An exact copy is needed of the lines from the line holding "h = h.wrapping_mul(0x7feb_352d);" through the final line of the listing below, both included.

+++ Provided entries

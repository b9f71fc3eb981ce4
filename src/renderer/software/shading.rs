//! CPU evaluation of the fullscreen programs.

use glam::{Mat3, Mat4, Vec2, Vec3, Vec4, Vec3Swizzles, Vec4Swizzles};

use super::texture::SoftwareTexture;
use crate::renderer::device::Program;
use crate::renderer::passes::lighting::LightingUniform;
use crate::renderer::postprocess::uniforms::{PostProcessUniform, SsaoKernelUniform};

const FXAA_REDUCE_MIN: f32 = 1.0 / 128.0;
const FXAA_REDUCE_MUL: f32 = 1.0 / 8.0;
const FXAA_SPAN_MAX: f32 = 8.0;
const LUMA: Vec3 = Vec3::new(0.299, 0.587, 0.114);

pub(crate) struct Shader<'a> {
    pub program: Program,
    pub inputs: Vec<&'a SoftwareTexture>,
    pub post: PostProcessUniform,
    pub kernel: SsaoKernelUniform,
    pub lighting: LightingUniform,
    pub width: u32,
    pub height: u32,
}

impl Shader<'_> {
    pub fn shade(&self, x: u32, y: u32) -> Vec4 {
        let uv = Vec2::new(
            (x as f32 + 0.5) / self.width as f32,
            (y as f32 + 0.5) / self.height as f32,
        );
        match self.program {
            Program::Copy => self.sample(0, uv),
            Program::DeferredLighting => self.deferred_lighting(uv),
            Program::SsaoRaw => self.ssao_raw(uv),
            Program::SsaoBlur => self.ssao_blur(uv),
            Program::BloomPrefilter => self.bloom_prefilter(uv),
            Program::BloomDownsample => self.bloom_downsample(uv),
            Program::BloomUpsample => self.bloom_upsample(uv),
            Program::BloomComposite => self.bloom_composite(uv),
            Program::Tonemap => self.tonemap(uv),
            Program::ChromaticAberration => self.chromatic_aberration(uv),
            Program::FilmGrain => self.film_grain(x, y, uv),
            Program::Vignette => self.vignette(uv),
            Program::Fxaa => self.fxaa(uv),
        }
    }

    fn sample(&self, input: usize, uv: Vec2) -> Vec4 {
        let texture = self.inputs[input];
        let address = self.program.address_mode(input);
        match self.program.filter_mode(input) {
            wgpu::FilterMode::Nearest => texture.sample_nearest(uv, address),
            wgpu::FilterMode::Linear => texture.sample(uv, address),
        }
    }

    fn tonemap(&self, uv: Vec2) -> Vec4 {
        let [gamma, exposure, ..] = self.post.tone;
        let hdr = self.sample(0, uv).xyz();
        let mapped = map3(hdr, |c| 1.0 - (-c.max(0.0) * exposure).exp());
        let corrected = map3(mapped, |c| c.powf(1.0 / gamma));
        corrected.extend(1.0)
    }

    fn bloom_prefilter(&self, uv: Vec2) -> Vec4 {
        let [threshold, knee, ..] = self.post.bloom;
        let color = self.sample(0, uv).xyz().max(Vec3::ZERO);
        (color * soft_knee_weight(color.max_element(), threshold, knee)).extend(1.0)
    }

    fn bloom_downsample(&self, uv: Vec2) -> Vec4 {
        let d = self.inputs[0].texel_size() * 0.5;
        let sum = self.sample(0, uv) * 4.0
            + self.sample(0, uv - d)
            + self.sample(0, uv + d)
            + self.sample(0, uv + Vec2::new(d.x, -d.y))
            + self.sample(0, uv - Vec2::new(d.x, -d.y));
        (sum.xyz() / 8.0).extend(1.0)
    }

    fn bloom_upsample(&self, uv: Vec2) -> Vec4 {
        let d = self.inputs[0].texel_size();
        let mut sum = Vec3::ZERO;
        for (dy, row) in [[1.0, 2.0, 1.0], [2.0, 4.0, 2.0], [1.0, 2.0, 1.0]]
            .iter()
            .enumerate()
        {
            for (dx, weight) in row.iter().enumerate() {
                let offset = Vec2::new(dx as f32 - 1.0, dy as f32 - 1.0) * d;
                sum += self.sample(0, uv + offset).xyz() * *weight;
            }
        }
        (sum / 16.0).extend(0.0)
    }

    fn bloom_composite(&self, uv: Vec2) -> Vec4 {
        let [_, _, strength, dirt_intensity] = self.post.bloom;
        let scene = self.sample(0, uv);
        let bloom = self.sample(1, uv).xyz();
        let dirt = self.sample(2, uv).xyz();
        let color = scene.xyz() + bloom * strength + bloom * dirt * dirt_intensity;
        color.extend(scene.w)
    }

    fn chromatic_aberration(&self, uv: Vec2) -> Vec4 {
        let strength = self.post.effects[0];
        let offset = (uv - Vec2::splat(0.5)) * strength;
        let r = self.sample(0, uv + offset).x;
        let center = self.sample(0, uv);
        let b = self.sample(0, uv - offset).z;
        Vec4::new(r, center.y, b, center.w)
    }

    fn film_grain(&self, x: u32, y: u32, uv: Vec2) -> Vec4 {
        let strength = self.post.effects[1];
        let seed = self.post.screen[2] as u32;
        let noise = hash_unit(x, y, seed) - 0.5;
        let color = self.sample(0, uv);
        (color.xyz() + Vec3::splat(noise * strength)).extend(color.w)
    }

    fn vignette(&self, uv: Vec2) -> Vec4 {
        let intensity = self.post.effects[2];
        let smoothness = self.post.effects[3].clamp(0.0, 1.0);
        let distance = (uv - Vec2::splat(0.5)).length() * std::f32::consts::SQRT_2;
        let falloff = 1.0 - intensity * smoothstep(1.0 - smoothness, 1.0, distance);
        let mask = self.sample(1, uv).xyz();
        let color = self.sample(0, uv);
        (color.xyz() * falloff * mask).extend(color.w)
    }

    fn fxaa(&self, uv: Vec2) -> Vec4 {
        let t = self.inputs[0].texel_size();
        let luma = |offset: Vec2| self.sample(0, uv + offset * t).xyz().dot(LUMA);
        let luma_nw = luma(Vec2::new(-1.0, -1.0));
        let luma_ne = luma(Vec2::new(1.0, -1.0));
        let luma_sw = luma(Vec2::new(-1.0, 1.0));
        let luma_se = luma(Vec2::new(1.0, 1.0));
        let center = self.sample(0, uv);
        let luma_m = center.xyz().dot(LUMA);

        let luma_min = luma_m.min(luma_nw.min(luma_ne).min(luma_sw.min(luma_se)));
        let luma_max = luma_m.max(luma_nw.max(luma_ne).max(luma_sw.max(luma_se)));

        let mut dir = Vec2::new(
            -((luma_nw + luma_ne) - (luma_sw + luma_se)),
            (luma_nw + luma_sw) - (luma_ne + luma_se),
        );
        let reduce = ((luma_nw + luma_ne + luma_sw + luma_se) * 0.25 * FXAA_REDUCE_MUL)
            .max(FXAA_REDUCE_MIN);
        let rcp_dir_min = 1.0 / (dir.x.abs().min(dir.y.abs()) + reduce);
        dir = (dir * rcp_dir_min).clamp(Vec2::splat(-FXAA_SPAN_MAX), Vec2::splat(FXAA_SPAN_MAX)) * t;

        let rgb_a = (self.sample(0, uv + dir * (1.0 / 3.0 - 0.5)).xyz()
            + self.sample(0, uv + dir * (2.0 / 3.0 - 0.5)).xyz())
            * 0.5;
        let rgb_b = rgb_a * 0.5
            + (self.sample(0, uv - dir * 0.5).xyz() + self.sample(0, uv + dir * 0.5).xyz()) * 0.25;
        let luma_b = rgb_b.dot(LUMA);

        if luma_b < luma_min || luma_b > luma_max {
            rgb_a.extend(center.w)
        } else {
            rgb_b.extend(center.w)
        }
    }

    fn ssao_raw(&self, uv: Vec2) -> Vec4 {
        let [radius, strength, bias, kernel_size] = self.post.ssao;
        let depth = self.sample(0, uv).x;
        if depth >= 1.0 {
            return Vec4::ONE;
        }

        let proj = self.post.proj();
        let proj_inv = self.post.proj_inv();
        let view = self.post.view();
        let position = reconstruct_view_position(uv, depth, proj_inv);
        let world_normal = self.sample(1, uv).xyz();
        let normal = safe_normalize(view.transform_vector3(world_normal), Vec3::Z);

        let noise_scale = Vec2::new(self.post.screen[0], self.post.screen[1]) / 4.0;
        let random = self.sample(2, uv * noise_scale).xyz();
        let tangent = safe_normalize(random - normal * random.dot(normal), any_orthogonal(normal));
        let bitangent = normal.cross(tangent);
        let tbn = Mat3::from_cols(tangent, bitangent, normal);

        let count = (kernel_size as usize).min(self.kernel.samples.len());
        let mut occlusion = 0.0;
        for sample in &self.kernel.samples[..count] {
            let sample_position = position + tbn * Vec4::from(*sample).xyz() * radius;
            let clip = proj * sample_position.extend(1.0);
            if clip.w <= 0.0 {
                continue;
            }
            let sample_uv = ndc_to_uv(clip.xy() / clip.w);
            if sample_uv.cmplt(Vec2::ZERO).any() || sample_uv.cmpgt(Vec2::ONE).any() {
                continue;
            }
            let scene_depth = self.sample(0, sample_uv).x;
            let scene_z = reconstruct_view_position(sample_uv, scene_depth, proj_inv).z;
            let range_check = smoothstep(0.0, 1.0, radius / (position.z - scene_z).abs().max(1e-4));
            if scene_z >= sample_position.z + bias {
                occlusion += range_check;
            }
        }

        let ao = (1.0 - occlusion / count.max(1) as f32).clamp(0.0, 1.0).powf(strength);
        Vec4::new(ao, ao, ao, 1.0)
    }

    fn ssao_blur(&self, uv: Vec2) -> Vec4 {
        let source = self.inputs[0];
        let x = (uv.x * source.width() as f32).floor() as i32;
        let y = (uv.y * source.height() as f32).floor() as i32;
        let mut sum = 0.0;
        for dy in -2..2 {
            for dx in -2..2 {
                sum += source.fetch(x + dx, y + dy, 0).x;
            }
        }
        let ao = sum / 16.0;
        Vec4::new(ao, ao, ao, 1.0)
    }

    fn deferred_lighting(&self, uv: Vec2) -> Vec4 {
        let lighting = &self.lighting;
        let depth = self.sample(2, uv).x;
        if depth >= 1.0 {
            return Vec4::from(lighting.clear_color);
        }

        let albedo = self.sample(0, uv).xyz();
        let normal = safe_normalize(self.sample(1, uv).xyz(), Vec3::Y);
        let ao = self.sample(3, uv).x;
        let world = lighting
            .view_proj_inv()
            .project_point3(Vec3::new(uv.x * 2.0 - 1.0, 1.0 - uv.y * 2.0, depth));

        let mut radiance = Vec4::from(lighting.ambient).xyz() * ao;
        let [has_directional, has_shadow_map, has_point, _] = lighting.flags;

        if has_directional > 0.5 {
            let direction = Vec4::from(lighting.direction_intensity);
            let color_bias = Vec4::from(lighting.color_bias);
            let to_light = safe_normalize(-direction.xyz(), Vec3::Y);
            let n_dot_l = normal.dot(to_light).max(0.0);
            let shadow = if has_shadow_map > 0.5 {
                self.shadow_factor(world, lighting.light_view_proj(), color_bias.w)
            } else {
                1.0
            };
            radiance += color_bias.xyz() * direction.w * n_dot_l * shadow;
        }

        if has_point > 0.5 {
            let position_range = Vec4::from(lighting.point_position_range);
            let color_intensity = Vec4::from(lighting.point_color_intensity);
            let to_light = position_range.xyz() - world;
            let distance = to_light.length();
            let falloff = (1.0 - distance / position_range.w.max(1e-4)).clamp(0.0, 1.0);
            let n_dot_l = normal.dot(safe_normalize(to_light, Vec3::Y)).max(0.0);
            radiance += color_intensity.xyz() * color_intensity.w * n_dot_l * falloff * falloff;
        }

        (albedo * radiance).extend(1.0)
    }

    fn shadow_factor(&self, world: Vec3, light_view_proj: Mat4, bias: f32) -> f32 {
        let clip = light_view_proj * world.extend(1.0);
        if clip.w <= 0.0 {
            return 1.0;
        }
        let ndc = clip.xyz() / clip.w;
        let shadow_uv = ndc_to_uv(ndc.xy());
        if shadow_uv.cmplt(Vec2::ZERO).any() || shadow_uv.cmpgt(Vec2::ONE).any() || ndc.z > 1.0 {
            return 1.0;
        }

        let shadow_map = self.inputs[4];
        let x = (shadow_uv.x * shadow_map.width() as f32).floor() as i32;
        let y = (shadow_uv.y * shadow_map.height() as f32).floor() as i32;
        let mut lit = 0.0;
        for dy in -1..=1 {
            for dx in -1..=1 {
                let stored = shadow_map.fetch(x + dx, y + dy, 0).x;
                if ndc.z - bias <= stored {
                    lit += 1.0;
                }
            }
        }
        lit / 9.0
    }
}

/// Soft-knee bright-pass weight: quadratic below the knee, linear above the
/// threshold.
pub(crate) fn soft_knee_weight(brightness: f32, threshold: f32, knee: f32) -> f32 {
    let soft = (brightness - threshold + knee).clamp(0.0, 2.0 * knee);
    let soft = soft * soft / (4.0 * knee + 1e-4);
    (soft.max(brightness - threshold) / brightness.max(1e-4)).max(0.0)
}

pub(crate) fn reconstruct_view_position(uv: Vec2, depth: f32, proj_inv: Mat4) -> Vec3 {
    let ndc = Vec3::new(uv.x * 2.0 - 1.0, 1.0 - uv.y * 2.0, depth);
    proj_inv.project_point3(ndc)
}

pub(crate) fn ndc_to_uv(ndc: Vec2) -> Vec2 {
    Vec2::new(ndc.x * 0.5 + 0.5, 0.5 - ndc.y * 0.5)
}

fn smoothstep(edge0: f32, edge1: f32, x: f32) -> f32 {
    if edge1 <= edge0 {
        return if x < edge0 { 0.0 } else { 1.0 };
    }
    let t = ((x - edge0) / (edge1 - edge0)).clamp(0.0, 1.0);
    t * t * (3.0 - 2.0 * t)
}

fn map3(v: Vec3, f: impl Fn(f32) -> f32) -> Vec3 {
    Vec3::new(f(v.x), f(v.y), f(v.z))
}

fn safe_normalize(v: Vec3, fallback: Vec3) -> Vec3 {
    v.try_normalize().unwrap_or(fallback)
}

fn any_orthogonal(n: Vec3) -> Vec3 {
    if n.x.abs() < 0.9 {
        Vec3::X.cross(n).normalize()
    } else {
        Vec3::Y.cross(n).normalize()
    }
}

/// Deterministic per-pixel noise in `[0, 1)`.
fn hash_unit(x: u32, y: u32, seed: u32) -> f32 {
    let mut h = x
        .wrapping_mul(0x8da6_b343)
        ^ y.wrapping_mul(0xd816_3841)
        ^ seed.wrapping_mul(0xcb1a_b31f);
    h ^= h >> 16;
    h = h.wrapping_mul(0x7feb_352d);
    h ^= h >> 15;
    h = h.wrapping_mul(0x846c_a68b);
    h ^= h >> 16;
    (h >> 8) as f32 / (1u32 << 24) as f32
}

++++++

*Written reply:*
    h = h.wrapping_mul(0x7feb_352d);
    h ^= h >> 15;
    h = h.wrapping_mul(0x846c_a68b);
    h ^= h >> 16;
    (h >> 8) as f32 / (1u32 << 24) as f32
}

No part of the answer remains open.